• [EXERCISE]
Please copy out the entries below exactly, beginning with the line that contains "first match wins." and ending with the line that contains "pub fn respond(&self, query: &str)", and include nothing outside that span.

• [SUPPLIED DATA]
--------------------------------------------------
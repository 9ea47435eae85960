//! # Keyword Responder
//!
//! File: cli/src/common/chat/responder.rs
//!
//! ## Overview
//!
//! Maps a free-text question to one canned reply. The lookup is plain substring
//! containment over the lowercased query, evaluated in three tiers:
//!
//! 1. The ordered knowledge base of `KeywordRule`s. The first rule whose pattern
//!    occurs in the query wins, so a rule can only ever be shadowed by rules
//!    declared before it. Configured rules are appended after the built-in ones.
//! 2. Categorical fallbacks (pricing words, then thanks).
//! 3. A fixed default reply pointing at the contact form and support address.
//!
//! Matching is not tokenized: "costly" contains "cost" and therefore gets the
//! pricing reply. "valuation" does not contain "value" and falls through to the
//! default reply.
//!
//! ## Examples
//!
//! ```rust
//! let responder = Responder::default();
//! let reply = responder.respond("How do I sell my license?");
//! assert!(reply.starts_with("To sell your license"));
//! ```
//!
use crate::core::config::ChatConfig;
use tracing::trace;

/// The built-in knowledge base, in precedence order.
const BUILTIN_RULES: [(&str, &str); 5] = [
    (
        "how do i sell my license",
        "To sell your license, simply fill out our contact form with details about your software license. Our team will evaluate it and provide you with a competitive offer within 24 hours.",
    ),
    (
        "what types of licenses do you buy",
        "We purchase a wide range of software licenses including enterprise software, cloud subscriptions, desktop applications, and SaaS subscriptions. If you're unsure, please contact us with the details.",
    ),
    (
        "how long does the process take",
        "Our process typically takes 3-5 business days from initial contact to payment. The valuation is usually provided within 24 hours of submitting your license details.",
    ),
    (
        "how do i get paid",
        "We offer multiple payment options including bank transfer, PayPal, and cryptocurrency. You can select your preferred method when accepting our offer.",
    ),
    (
        "is my license information secure",
        "Absolutely. We use end-to-end encryption and secure transfer protocols to protect all your sensitive license information. Your data is only accessible to authorized personnel.",
    ),
];

const PRICING_REPLY: &str = "The value of your license depends on factors like software type, remaining subscription time, and current market demand. Submit your details through our form for a personalized valuation.";

const THANKS_REPLY: &str =
    "You're welcome! If you have any other questions, feel free to ask.";

/// Categorical fallbacks: any keyword of a group selects its reply. Checked in order.
const CATEGORY_FALLBACKS: [(&[&str], &str); 2] = [
    (&["price", "cost", "value"], PRICING_REPLY),
    (&["thank"], THANKS_REPLY),
];

/// Address used when none is configured.
pub const DEFAULT_SUPPORT_EMAIL: &str = "support@softsell.com";

/// One entry of the knowledge base: a lowercase substring and its fixed reply.
#[derive(Debug, Clone, PartialEq, Eq)]
pub struct KeywordRule {
    pattern: String,
    response: String,
}

impl KeywordRule {
    /// Builds a rule. The pattern is lowercased so it can match the normalized query.
    pub fn new(pattern: &str, response: &str) -> Self {
        Self {
            pattern: pattern.to_lowercase(),
            response: response.to_string(),
        }
    }

    pub fn pattern(&self) -> &str {
        &self.pattern
    }

    pub fn response(&self) -> &str {
        &self.response
    }

    fn matches(&self, normalized_query: &str) -> bool {
        normalized_query.contains(self.pattern.as_str())
    }
}

/// The chat widget's canned-reply engine. Immutable once built.
#[derive(Debug, Clone)]
pub struct Responder {
    rules: Vec<KeywordRule>,
    default_reply: String,
}

impl Default for Responder {
    fn default() -> Self {
        Self::new(DEFAULT_SUPPORT_EMAIL)
    }
}

impl Responder {
    /// Creates a responder with the built-in rules and a default reply quoting `support_email`.
    pub fn new(support_email: &str) -> Self {
        Self {
            rules: BUILTIN_RULES
                .iter()
                .map(|(pattern, response)| KeywordRule::new(pattern, response))
                .collect(),
            default_reply: format!(
                "I don't have specific information about that. For detailed assistance, please fill out our contact form or email us at {}.",
                support_email
            ),
        }
    }

    /// Builds the responder described by the `[chat]` config section.
    pub fn from_config(config: &ChatConfig) -> Self {
        config
            .rules
            .iter()
            .fold(Self::new(&config.support_email), |responder, rule| {
                responder.with_rule(KeywordRule::new(&rule.pattern, &rule.response))
            })
    }

    /// Appends a rule at the lowest keyword precedence.
    ///
    /// Callers must not pass an empty pattern: it matches every query.
    pub fn with_rule(mut self, rule: KeywordRule) -> Self {
        self.rules.push(rule);
        self
    }

    /// The ordered knowledge base.
    pub fn rules(&self) -> &[KeywordRule] {
        &self.rules
    }

    pub fn default_reply(&self) -> &str {
        &self.default_reply
    }

    /// # Answer a Question (`respond`)
    ///
    /// Looks `query` up against the knowledge base. Matching is plain substring
    /// containment over the lowercased query, tried in this order:
    /// 1. Keyword rules in declaration order; the first match wins.
    /// 2. Category fallbacks: pricing words, then thanks.
    /// 3. The default reply.
    ///
    /// ## Arguments
    ///
    /// * `query`: Free text from the user. Blank input is allowed and gets the
    ///   default reply.
    ///
    /// ## Returns
    ///
    /// * `&str`: The canned reply. The function is total and deterministic, and
    ///   the reply is never empty.
    pub fn respond(&self, query: &str) -> &str {
        let normalized = query.to_lowercase();

        if let Some(rule) = self.rules.iter().find(|rule| rule.matches(&normalized)) {
            trace!(pattern = rule.pattern(), "Keyword rule matched");
            return rule.response();
        }

        for (keywords, reply) in CATEGORY_FALLBACKS {
            if keywords.iter().any(|keyword| normalized.contains(keyword)) {
                trace!(?keywords, "Category fallback matched");
                return reply;
            }
        }

        trace!("No rule matched, using default reply");
        &self.default_reply
    }
}

#[cfg(test)]
mod tests {
    use super::*;
    use crate::core::config::RuleConfig;

    #[test]
    fn test_sell_question_matches_first_rule() {
        let responder = Responder::default();
        assert_eq!(
            responder.respond("How do I sell my license?"),
            BUILTIN_RULES[0].1
        );
    }

    #[test]
    fn test_first_match_wins_regardless_of_query_order() {
        let responder = Responder::default();
        // "how do i get paid" appears first in the text but later in the rule order.
        let reply = responder.respond("how do i get paid after how do i sell my license?");
        assert_eq!(reply, BUILTIN_RULES[0].1);
    }

    #[test]
    fn test_keyword_rule_beats_category_fallback() {
        let responder = Responder::default();
        // Contains "cost" but also the payment rule.
        let reply = responder.respond("How do I get paid and what does it cost?");
        assert_eq!(reply, BUILTIN_RULES[3].1);
    }

    #[test]
    fn test_cost_question_gets_pricing_fallback() {
        let responder = Responder::default();
        assert_eq!(responder.respond("What does this cost"), PRICING_REPLY);
        assert_eq!(responder.respond("PRICE?"), PRICING_REPLY);
    }

    #[test]
    fn test_pricing_precedes_thanks() {
        let responder = Responder::default();
        assert_eq!(responder.respond("thanks, what's the value?"), PRICING_REPLY);
        assert_eq!(responder.respond("Thank you!"), THANKS_REPLY);
    }

    #[test]
    fn test_substring_inside_longer_word_matches() {
        let responder = Responder::default();
        assert_eq!(responder.respond("Is it costly?"), PRICING_REPLY);
        assert_eq!(responder.respond("Feels overpriced"), PRICING_REPLY);
        assert_eq!(responder.respond("Thankful for the help"), THANKS_REPLY);
    }

    #[test]
    fn test_near_miss_word_gets_default_reply() {
        // "valua-tion" never spells "value".
        let responder = Responder::default();
        assert_eq!(
            responder.respond("Can I get a valuation?"),
            responder.default_reply()
        );
    }

    #[test]
    fn test_blank_queries_get_default_reply() {
        let responder = Responder::default();
        for query in ["", "   ", "\t\n"] {
            let reply = responder.respond(query);
            assert_eq!(reply, responder.default_reply());
            assert!(!reply.is_empty());
        }
    }

    #[test]
    fn test_default_reply_quotes_support_email() {
        let responder = Responder::new("help@example.com");
        let reply = responder.respond("Do you like pizza?");
        assert!(reply.contains("help@example.com"));
        assert!(reply.contains("contact form"));
    }

    #[test]
    fn test_internal_whitespace_is_not_collapsed() {
        let responder = Responder::default();
        let reply = responder.respond("how  do i sell my license");
        assert_eq!(reply, responder.default_reply());
    }

    #[test]
    fn test_replies_are_deterministic() {
        let responder = Responder::default();
        for query in ["how long does the process take", "cost", "hello", ""] {
            assert_eq!(responder.respond(query), responder.respond(query));
        }
    }

    #[test]
    fn test_configured_rules_follow_builtin_rules() {
        let mut config = ChatConfig::default();
        config.rules.push(RuleConfig {
            pattern: "Sell My License".into(),
            response: "shadowed".into(),
        });
        config.rules.push(RuleConfig {
            pattern: "Refund".into(),
            response: "Refunds are handled case by case.".into(),
        });
        let responder = Responder::from_config(&config);

        assert_eq!(responder.rules().len(), BUILTIN_RULES.len() + 2);
        assert_eq!(responder.rules()[BUILTIN_RULES.len() + 1].pattern(), "refund");
        // Built-in rule keeps precedence over a configured duplicate.
        assert_eq!(responder.respond("how do i sell my license"), BUILTIN_RULES[0].1);
        // Configured rules outrank the categorical fallbacks.
        assert_eq!(
            responder.respond("What does a refund cost?"),
            "Refunds are handled case by case."
        );
    }
}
--------------------------------------------------
• [RESPONSE TO THIS TASK]
    /// 1. Keyword rules in declaration order; the first match wins.
    /// 2. Category fallbacks: pricing words, then thanks.
    /// 3. The default reply.
    ///
    /// ## Arguments
    ///
    /// * `query`: Free text from the user. Blank input is allowed and gets the
    ///   default reply.
    ///
    /// ## Returns
    ///
    /// * `&str`: The canned reply. The function is total and deterministic, and
    ///   the reply is never empty.
    pub fn respond(&self, query: &str) -> &str {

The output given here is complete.